### Try it
When a line in the listing contains the string "Runs", pick it out and copy it.

### Records provided
use std::path::Path;
use std::process::Command;
use std::time::Duration;
use tracing::{debug, warn};
use crate::error::{ProcessError, VerificationError};
use crate::formula::VerificationCommand;
use crate::util::{run_with_deadline, Cancellation};

/// Diagnostic flag used when no explicit arguments are given.
pub const VERSION_FLAG: &str = "--version";

/// Smoke-tests freshly installed binaries.
#[derive(Debug, Clone)]
pub struct InstallVerifier {
    timeout: Duration,
}

impl InstallVerifier {
    pub fn new(timeout: Duration) -> Self {
        Self { timeout }
    }

    /// Runs `artifact --version` and checks that `expected` appears in its
    /// output.
    pub fn verify(&self, artifact: &Path, expected: &str) -> Result<String, VerificationError> {
        self.run(artifact, &[VERSION_FLAG.to_string()], expected, &Cancellation::new())
    }

    /// Runs a formula's test command against `artifact`.
    pub fn verify_command(
        &self,
        artifact: &Path,
        test: &VerificationCommand,
        cancel: &Cancellation,
    ) -> Result<String, VerificationError> {
        self.run(artifact, &test.args, &test.expected, cancel)
    }

    /// Runs `artifact` with `args` and returns the combined output when it
    /// contains `expected`.
    ///
    /// The exit code does not decide the outcome; a non-zero exit with
    /// matching output is only logged.
    pub fn run(
        &self,
        artifact: &Path,
        args: &[String],
        expected: &str,
        cancel: &Cancellation,
    ) -> Result<String, VerificationError> {
        let mut command = Command::new(artifact);
        command.args(args);
        let output = run_with_deadline(command, self.timeout, cancel).map_err(|e| match e {
            ProcessError::TimedOut { timeout, .. } => VerificationError::Timeout {
                artifact: artifact.to_path_buf(),
                timeout,
            },
            ProcessError::Cancelled { .. } => VerificationError::Cancelled {
                artifact: artifact.to_path_buf(),
            },
            other => VerificationError::Launch {
                artifact: artifact.to_path_buf(),
                reason: other.to_string(),
            },
        })?;

        let combined = output.combined();
        debug!(artifact = %artifact.display(), code = ?output.code, "verification output: {}", combined.trim());
        if !combined.contains(expected) {
            return Err(VerificationError::Mismatch {
                expected: expected.to_string(),
                got: combined,
            });
        }
        if !output.success() {
            warn!(artifact = %artifact.display(), code = ?output.code, "verification output matched but the exit status was not zero");
        }
        Ok(combined)
    }
}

### Response
    /// Runs `artifact --version` and checks that `expected` appears in its
    /// Runs a formula's test command against `artifact`.
    /// Runs `artifact` with `args` and returns the combined output when it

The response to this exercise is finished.